• EXERCISE OBJECTIVE: In the records below, how many lines hold the string "example"? Give only the number.

• RECORDS:

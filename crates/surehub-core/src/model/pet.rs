// ── Pet records ──

use chrono::{DateTime, Utc};
use serde::{Deserialize, Serialize};
use serde_json::{Map, Value};

/// One pet record from the sync payload.
///
/// Pets carry no `product_id`; classification reaches this type through
/// the `0` fallback code. The activity/feeding/drinking summaries under
/// `status` stay raw -- their shape varies by device generation.
#[derive(Debug, Clone, PartialEq, Serialize, Deserialize)]
pub struct Pet {
    pub id: i64,
    #[serde(default)]
    pub household_id: Option<i64>,
    #[serde(default)]
    pub name: Option<String>,
    /// Vendor gender code.
    #[serde(default)]
    pub gender: Option<i64>,
    #[serde(default)]
    pub date_of_birth: Option<DateTime<Utc>>,
    #[serde(default)]
    pub tag_id: Option<i64>,
    #[serde(default)]
    pub photo: Option<Photo>,
    #[serde(default)]
    pub status: Option<PetStatus>,
    /// Catch-all for undocumented fields.
    #[serde(flatten)]
    pub extra: Map<String, Value>,
}

impl Pet {
    pub fn photo_url(&self) -> Option<&str> {
        self.photo.as_ref().and_then(|p| p.location.as_deref())
    }

    /// Latest flap activity summary from the sync payload.
    pub fn activity(&self) -> Option<&Value> {
        self.status.as_ref().and_then(|s| s.activity.as_ref())
    }

    /// Latest feeding summary from the sync payload.
    pub fn feeding(&self) -> Option<&Value> {
        self.status.as_ref().and_then(|s| s.feeding.as_ref())
    }

    /// Latest drinking summary from the sync payload.
    pub fn drinking(&self) -> Option<&Value> {
        self.status.as_ref().and_then(|s| s.drinking.as_ref())
    }
}

#[derive(Debug, Clone, Default, PartialEq, Serialize, Deserialize)]
pub struct Photo {
    #[serde(default)]
    pub id: Option<i64>,
    #[serde(default)]
    pub location: Option<String>,
    #[serde(flatten)]
    pub extra: Map<String, Value>,
}

/// Per-pet summaries embedded in the sync payload.
#[derive(Debug, Clone, Default, PartialEq, Serialize, Deserialize)]
pub struct PetStatus {
    #[serde(default)]
    pub activity: Option<Value>,
    #[serde(default)]
    pub feeding: Option<Value>,
    #[serde(default)]
    pub drinking: Option<Value>,
    #[serde(flatten)]
    pub extra: Map<String, Value>,
}

#[cfg(test)]
#[allow(clippy::unwrap_used)]
mod tests {
    use serde_json::json;

    use super::*;

    #[test]
    fn pet_decodes_with_minimal_fields() {
        let pet: Pet = serde_json::from_value(json!({ "id": 20, "household_id": 5 })).unwrap();
        assert_eq!(pet.id, 20);
        assert_eq!(pet.household_id, Some(5));
        assert_eq!(pet.name, None);
        assert_eq!(pet.activity(), None);
    }

    #[test]
    fn pet_status_summaries() {
        let pet: Pet = serde_json::from_value(json!({
            "id": 20,
            "name": "Flocke",
            "photo": { "id": 1, "location": "https://example.com/flocke.jpg" },
            "status": { "activity": { "since": "2024-06-01T10:00:00+00:00", "where": 1 } }
        }))
        .unwrap();

        assert_eq!(pet.photo_url(), Some("https://example.com/flocke.jpg"));
        assert_eq!(
            pet.activity().and_then(|a| a.get("where")),
            Some(&json!(1))
        );
    }
}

• SOLUTION FOR THIS EXERCISE: 2